▼▼▼

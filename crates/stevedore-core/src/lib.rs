//! Stevedore Core - Core types for the compose to Helm chart converter
//!
//! This crate provides the foundational types used throughout Stevedore:
//! - `Project`: The parsed compose project (services, volumes, ports)
//! - `compose`: A loader for the subset of the Compose format Stevedore consumes
//! - `overrides`: The optional `stevedore.yaml` label override file
//! - `ChartMetadata`: The `Chart.yaml` document
//! - `version`: Version string resolution

pub mod chart;
pub mod compose;
pub mod error;
pub mod overrides;
pub mod project;
pub mod version;

pub use chart::ChartMetadata;
pub use compose::{DEFAULT_COMPOSE_FILES, find_compose_file, load_project, parse_project};
pub use error::{CoreError, Result};
pub use overrides::{
    OVERRIDE_FILE_NAMES, Overrides, apply_overrides, find_override_file, load_overrides,
};
pub use project::{PortProtocol, Project, Service, ServicePort, ServiceVolume, VolumeKind};
pub use version::{parse_chart_version, resolve_version};

/// Prefix shared by every Stevedore label (`stevedore.io/<name>`)
pub const LABEL_PREFIX: &str = "stevedore.io";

▲▲▲

WORK TASK = The full set of entries must be restated exactly, with none omitted.

YOUR RESPONSE =
filename crates/stevedore-core/src/lib.rs
//! Stevedore Core - Core types for the compose to Helm chart converter
//!
//! This crate provides the foundational types used throughout Stevedore:
//! - `Project`: The parsed compose project (services, volumes, ports)
//! - `compose`: A loader for the subset of the Compose format Stevedore consumes
//! - `overrides`: The optional `stevedore.yaml` label override file
//! - `ChartMetadata`: The `Chart.yaml` document
//! - `version`: Version string resolution

pub mod chart;
pub mod compose;
pub mod error;
pub mod overrides;
pub mod project;
pub mod version;

pub use chart::ChartMetadata;
pub use compose::{DEFAULT_COMPOSE_FILES, find_compose_file, load_project, parse_project};
pub use error::{CoreError, Result};
pub use overrides::{
    OVERRIDE_FILE_NAMES, Overrides, apply_overrides, find_override_file, load_overrides,
};
pub use project::{PortProtocol, Project, Service, ServicePort, ServiceVolume, VolumeKind};
pub use version::{parse_chart_version, resolve_version};

/// Prefix shared by every Stevedore label (`stevedore.io/<name>`)
pub const LABEL_PREFIX: &str = "stevedore.io";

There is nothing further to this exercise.